◆ **WHAT TO PRODUCE**
Reproduce word for word, from the entries below, the line with "depending on the", the line with "super::builder::messaging::ListBlurbs::new(self.inner.clone())", and every line between them, and nothing more.

Records from a data collection
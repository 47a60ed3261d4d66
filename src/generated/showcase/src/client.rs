// Copyright 2025 Google LLC
//
// Licensed under the Apache License, Version 2.0 (the "License");
// you may not use this file except in compliance with the License.
// You may obtain a copy of the License at
//
//     https://www.apache.org/licenses/LICENSE-2.0
//
// Unless required by applicable law or agreed to in writing, software
// distributed under the License is distributed on an "AS IS" BASIS,
// WITHOUT WARRANTIES OR CONDITIONS OF ANY KIND, either express or implied.
// See the License for the specific language governing permissions and
// limitations under the License.
//
// Code generated by sidekick. DO NOT EDIT.

#![allow(rustdoc::redundant_explicit_links)]
#![allow(rustdoc::broken_intra_doc_links)]

/// Implements a client for the Showcase API.
///
/// # Example
/// ```
/// # tokio_test::block_on(async {
/// # use google_api_showcase_v1beta1::client::Identity;
/// let client = Identity::builder().build().await?;
/// // use `client` to make requests to the Showcase API.
/// # anyhow::Result::<()>::Ok(()) });
/// ```
///
/// # Service Description
///
/// A simple identity service.
///
/// # Configuration
///
/// To configure `Identity` use the `with_*` methods in the type returned
/// by [builder()][Identity::builder]. The default configuration should
/// work for most applications. Common configuration changes include
///
/// * [with_endpoint()]: by default this client uses the global default endpoint
///   (`https://showcase.googleapis.com`). Applications using regional
///   endpoints or running in restricted networks may want to override
///   this default.
/// * [with_credentials()]: by default this client sends anonymous requests.
///   Most services need an access token or an API key.
///
/// [with_endpoint()]: super::builder::identity::ClientBuilder::with_endpoint
/// [with_credentials()]: super::builder::identity::ClientBuilder::with_credentials
///
/// # Pooling and Cloning
///
/// `Identity` holds a connection pool internally, it is advised to
/// create one and then reuse it.  You do not need to wrap `Identity` in
/// an [Rc](std::rc::Rc) or [Arc](std::sync::Arc) to reuse it, because it
/// already uses an `Arc` internally.
#[derive(Clone, Debug)]
pub struct Identity {
    inner: std::sync::Arc<dyn super::stub::dynamic::Identity>,
}

impl Identity {
    /// Returns a builder for [Identity].
    ///
    /// ```
    /// # tokio_test::block_on(async {
    /// # use google_api_showcase_v1beta1::client::Identity;
    /// let client = Identity::builder().build().await?;
    /// # anyhow::Result::<()>::Ok(()) });
    /// ```
    pub fn builder() -> super::builder::identity::ClientBuilder {
        gax::client_builder::internal::new_builder(super::builder::identity::client::Factory)
    }

    /// Creates a new client from the provided stub.
    ///
    /// The most common case for calling this function is in tests mocking the
    /// client's behavior.
    pub fn from_stub<T>(stub: T) -> Self
    where
        T: super::stub::Identity + 'static,
    {
        Self {
            inner: std::sync::Arc::new(stub),
        }
    }

    pub(crate) async fn new(
        config: gaxi::options::ClientConfig,
    ) -> gax::client_builder::Result<Self> {
        let inner = Self::build_inner(config).await?;
        Ok(Self { inner })
    }

    async fn build_inner(
        conf: gaxi::options::ClientConfig,
    ) -> gax::client_builder::Result<std::sync::Arc<dyn super::stub::dynamic::Identity>> {
        if gaxi::options::tracing_enabled(&conf) {
            return Ok(std::sync::Arc::new(Self::build_with_tracing(conf).await?));
        }
        Ok(std::sync::Arc::new(Self::build_transport(conf).await?))
    }

    async fn build_transport(
        conf: gaxi::options::ClientConfig,
    ) -> gax::client_builder::Result<impl super::stub::Identity> {
        super::transport::Identity::new(conf).await
    }

    async fn build_with_tracing(
        conf: gaxi::options::ClientConfig,
    ) -> gax::client_builder::Result<impl super::stub::Identity> {
        Self::build_transport(conf)
            .await
            .map(super::tracing::Identity::new)
    }

    /// Creates a user.
    pub fn create_user(&self) -> super::builder::identity::CreateUser {
        super::builder::identity::CreateUser::new(self.inner.clone())
    }

    /// Retrieves the user with the given name.
    pub fn get_user(&self) -> super::builder::identity::GetUser {
        super::builder::identity::GetUser::new(self.inner.clone())
    }

    /// Updates a user.
    ///
    /// Only the fields in the update mask are changed. Use
    /// [set_null_fields][crate::builder::identity::UpdateUser::set_null_fields]
    /// to clear fields.
    pub fn update_user(&self) -> super::builder::identity::UpdateUser {
        super::builder::identity::UpdateUser::new(self.inner.clone())
    }

    /// Deletes a user, their profile, and all of their authored messages.
    pub fn delete_user(&self) -> super::builder::identity::DeleteUser {
        super::builder::identity::DeleteUser::new(self.inner.clone())
    }

    /// Lists all users.
    pub fn list_users(&self) -> super::builder::identity::ListUsers {
        super::builder::identity::ListUsers::new(self.inner.clone())
    }
}

/// Implements a client for the Showcase API.
///
/// # Example
/// ```
/// # tokio_test::block_on(async {
/// # use google_api_showcase_v1beta1::client::Messaging;
/// let client = Messaging::builder().build().await?;
/// // use `client` to make requests to the Showcase API.
/// # anyhow::Result::<()>::Ok(()) });
/// ```
///
/// # Service Description
///
/// A simple messaging service that implements chat rooms and profile posts.
///
/// # Configuration
///
/// To configure `Messaging` use the `with_*` methods in the type returned
/// by [builder()][Messaging::builder]. The default configuration should
/// work for most applications. Common configuration changes include
///
/// * [with_endpoint()]: by default this client uses the global default endpoint
///   (`https://showcase.googleapis.com`). Applications using regional
///   endpoints or running in restricted networks may want to override
///   this default.
/// * [with_credentials()]: by default this client sends anonymous requests.
///   Most services need an access token or an API key.
///
/// [with_endpoint()]: super::builder::messaging::ClientBuilder::with_endpoint
/// [with_credentials()]: super::builder::messaging::ClientBuilder::with_credentials
///
/// # Pooling and Cloning
///
/// `Messaging` holds a connection pool internally, it is advised to
/// create one and then reuse it.  You do not need to wrap `Messaging` in
/// an [Rc](std::rc::Rc) or [Arc](std::sync::Arc) to reuse it, because it
/// already uses an `Arc` internally.
#[derive(Clone, Debug)]
pub struct Messaging {
    inner: std::sync::Arc<dyn super::stub::dynamic::Messaging>,
}

impl Messaging {
    /// Returns a builder for [Messaging].
    ///
    /// ```
    /// # tokio_test::block_on(async {
    /// # use google_api_showcase_v1beta1::client::Messaging;
    /// let client = Messaging::builder().build().await?;
    /// # anyhow::Result::<()>::Ok(()) });
    /// ```
    pub fn builder() -> super::builder::messaging::ClientBuilder {
        gax::client_builder::internal::new_builder(super::builder::messaging::client::Factory)
    }

    /// Creates a new client from the provided stub.
    ///
    /// The most common case for calling this function is in tests mocking the
    /// client's behavior.
    pub fn from_stub<T>(stub: T) -> Self
    where
        T: super::stub::Messaging + 'static,
    {
        Self {
            inner: std::sync::Arc::new(stub),
        }
    }

    pub(crate) async fn new(
        config: gaxi::options::ClientConfig,
    ) -> gax::client_builder::Result<Self> {
        let inner = Self::build_inner(config).await?;
        Ok(Self { inner })
    }

    async fn build_inner(
        conf: gaxi::options::ClientConfig,
    ) -> gax::client_builder::Result<std::sync::Arc<dyn super::stub::dynamic::Messaging>> {
        if gaxi::options::tracing_enabled(&conf) {
            return Ok(std::sync::Arc::new(Self::build_with_tracing(conf).await?));
        }
        Ok(std::sync::Arc::new(Self::build_transport(conf).await?))
    }

    async fn build_transport(
        conf: gaxi::options::ClientConfig,
    ) -> gax::client_builder::Result<impl super::stub::Messaging> {
        super::transport::Messaging::new(conf).await
    }

    async fn build_with_tracing(
        conf: gaxi::options::ClientConfig,
    ) -> gax::client_builder::Result<impl super::stub::Messaging> {
        Self::build_transport(conf)
            .await
            .map(super::tracing::Messaging::new)
    }

    /// Creates a room.
    pub fn create_room(&self) -> super::builder::messaging::CreateRoom {
        super::builder::messaging::CreateRoom::new(self.inner.clone())
    }

    /// Retrieves the room with the given name.
    pub fn get_room(&self) -> super::builder::messaging::GetRoom {
        super::builder::messaging::GetRoom::new(self.inner.clone())
    }

    /// Deletes a room and all of its blurbs.
    pub fn delete_room(&self) -> super::builder::messaging::DeleteRoom {
        super::builder::messaging::DeleteRoom::new(self.inner.clone())
    }

    /// Lists all chat rooms.
    pub fn list_rooms(&self) -> super::builder::messaging::ListRooms {
        super::builder::messaging::ListRooms::new(self.inner.clone())
    }

    /// Creates a blurb.
    ///
    /// If the parent is a room, the blurb is understood to be a message in that
    /// room. If the parent is a profile, the blurb is understood to be a post on
    /// the profile.
    pub fn create_blurb(&self) -> super::builder::messaging::CreateBlurb {
        super::builder::messaging::CreateBlurb::new(self.inner.clone())
    }

    /// Retrieves the blurb with the given name.
    pub fn get_blurb(&self) -> super::builder::messaging::GetBlurb {
        super::builder::messaging::GetBlurb::new(self.inner.clone())
    }

    /// Lists blurbs for a specific chat room or user profile depending on the
    /// parent resource name.
    pub fn list_blurbs(&self) -> super::builder::messaging::ListBlurbs {
        super::builder::messaging::ListBlurbs::new(self.inner.clone())
    }

    /// Searches the blurbs of a chat room or user profile.
    ///
    /// The page token for this method is sent in the request body.
    pub fn search_blurbs(&self) -> super::builder::messaging::SearchBlurbs {
        super::builder::messaging::SearchBlurbs::new(self.inner.clone())
    }
}
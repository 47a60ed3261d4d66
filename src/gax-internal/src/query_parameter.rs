// Copyright 2025 Google LLC
//
// Licensed under the Apache License, Version 2.0 (the "License");
// you may not use this file except in compliance with the License.
// You may obtain a copy of the License at
//
//     https://www.apache.org/licenses/LICENSE-2.0
//
// Unless required by applicable law or agreed to in writing, software
// distributed under the License is distributed on an "AS IS" BASIS,
// WITHOUT WARRANTIES OR CONDITIONS OF ANY KIND, either express or implied.
// See the License for the specific language governing permissions and
// limitations under the License.

//! Serialize request fields as query parameters.
//!
//! The generated code keeps query parameters as optional fields in the
//! request. Converting the field to a [serde_json::Value] first lets the
//! generated code treat all the parameter types uniformly:
//! - `None` fields are not included in the query.
//! - Scalars are formatted as usual, 64-bit integers and field masks are
//!   already strings in their JSON form.
//! - Repeated fields become repeated query parameters.
//! - Object fields use the `field.subfield` format.

use gax::Result;
use gax::error::Error;

/// Adds the query parameter `name` with the value of `parameter`.
pub fn add<T>(
    builder: reqwest::RequestBuilder,
    name: &str,
    parameter: &T,
) -> Result<reqwest::RequestBuilder>
where
    T: serde::Serialize,
{
    let value = serde_json::to_value(parameter).map_err(Error::ser)?;
    Ok(value.add(builder, name))
}

/// [QueryParameter] is a trait representing types that can be used as a query
/// parameter.
pub trait QueryParameter {
    fn add(self, builder: reqwest::RequestBuilder, name: &str) -> reqwest::RequestBuilder;
}

impl QueryParameter for serde_json::Value {
    fn add(self, builder: reqwest::RequestBuilder, name: &str) -> reqwest::RequestBuilder {
        match self {
            Self::Object(object) => object.into_iter().fold(builder, |builder, (k, v)| {
                v.add(builder, format!("{name}.{k}").as_str())
            }),
            Self::Array(array) => array
                .into_iter()
                .fold(builder, |builder, v| v.add(builder, name)),
            Self::Null => builder,
            Self::String(s) => builder.query(&[(name, s)]),
            Self::Number(n) => builder.query(&[(name, format!("{n}"))]),
            Self::Bool(b) => builder.query(&[(name, b)]),
        }
    }
}
// Copyright 2025 Google LLC
//
// Licensed under the Apache License, Version 2.0 (the "License");
// you may not use this file except in compliance with the License.
// You may obtain a copy of the License at
//
//     https://www.apache.org/licenses/LICENSE-2.0
//
// Unless required by applicable law or agreed to in writing, software
// distributed under the License is distributed on an "AS IS" BASIS,
// WITHOUT WARRANTIES OR CONDITIONS OF ANY KIND, either express or implied.
// See the License for the specific language governing permissions and
// limitations under the License.

//! Tracing spans for HTTP requests.
//!
//! The span attributes follow the names in the OpenTelemetry [semantic
//! conventions] for HTTP client spans, so applications forwarding `tracing`
//! spans to OpenTelemetry get familiar attributes.
//!
//! [semantic conventions]: https://opentelemetry.io/docs/specs/semconv/http/http-spans/

use gax::error::Error;
use tracing::Span;
use tracing::field::Empty;

const KEY_HTTP_STATUS_CODE: &str = "http.response.status_code";
const KEY_ERROR_TYPE: &str = "error.type";

/// Creates the span for a single HTTP request.
///
/// The query string is not recorded, it may contain user data.
pub(crate) fn http_request_span(request: &reqwest::Request) -> Span {
    let url = request.url();
    tracing::info_span!(
        "http_request",
        "otel.kind" = "Client",
        "http.request.method" = %request.method(),
        "server.address" = url.host_str().unwrap_or_default(),
        "server.port" = url.port_or_known_default().unwrap_or_default(),
        "url.path" = url.path(),
        "http.response.status_code" = Empty,
        "error.type" = Empty,
    )
}

/// Records the result of the request in `span`.
pub(crate) fn record_result<T>(span: &Span, result: &gax::Result<gax::response::Response<T>>) {
    match result {
        Ok(response) => {
            span.record(KEY_HTTP_STATUS_CODE, response.status().as_u16());
        }
        Err(e) => {
            if let Some(code) = e.http_status_code() {
                span.record(KEY_HTTP_STATUS_CODE, code);
            }
            span.record(KEY_ERROR_TYPE, error_type(e).as_str());
        }
    }
}

// A low-cardinality classification of the error.
fn error_type(e: &Error) -> String {
    if let Some(code) = e.http_status_code() {
        return code.to_string();
    }
    let t = match e {
        e if e.is_timeout() => "TIMEOUT",
        e if e.is_authentication() => "AUTHENTICATION",
        e if e.is_deserialization() => "DESERIALIZATION",
        e if e.is_serialization() => "SERIALIZATION",
        e if e.is_io() => "CONNECTION_ERROR",
        _ => "UNKNOWN",
    };
    t.to_string()
}

#[cfg(test)]
mod tests {
    use super::*;
    use gax::error::rpc::{Code, Status};
    use test_case::test_case;

    #[test_case(Error::timeout("t"), "TIMEOUT")]
    #[test_case(Error::deser("d"), "DESERIALIZATION")]
    #[test_case(Error::ser("s"), "SERIALIZATION")]
    #[test_case(Error::io("i"), "CONNECTION_ERROR")]
    #[test_case(Error::other("o"), "UNKNOWN")]
    #[test_case(Error::http(503, http::HeaderMap::new(), bytes::Bytes::new()), "503")]
    #[test_case(Error::service_with_http_metadata(Status::default().set_code(Code::NotFound), Some(404), None), "404")]
    fn classify(e: Error, want: &str) {
        assert_eq!(error_type(&e), want, "{e:?}");
    }

    #[test]
    fn span_without_subscriber() -> anyhow::Result<()> {
        let request = reqwest::Client::builder()
            .build()?
            .get("https://showcase.googleapis.com/v1beta1/users?pageToken=secret")
            .build()?;
        let span = http_request_span(&request);
        record_result::<()>(&span, &Err(Error::timeout("t")));
        record_result(&span, &Ok(gax::response::Response::from(())));
        Ok(())
    }
}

◆ **RESPONSE TO THE TASK**
    /// Lists blurbs for a specific chat room or user profile depending on the
    /// parent resource name.
    pub fn list_blurbs(&self) -> super::builder::messaging::ListBlurbs {
        super::builder::messaging::ListBlurbs::new(self.inner.clone())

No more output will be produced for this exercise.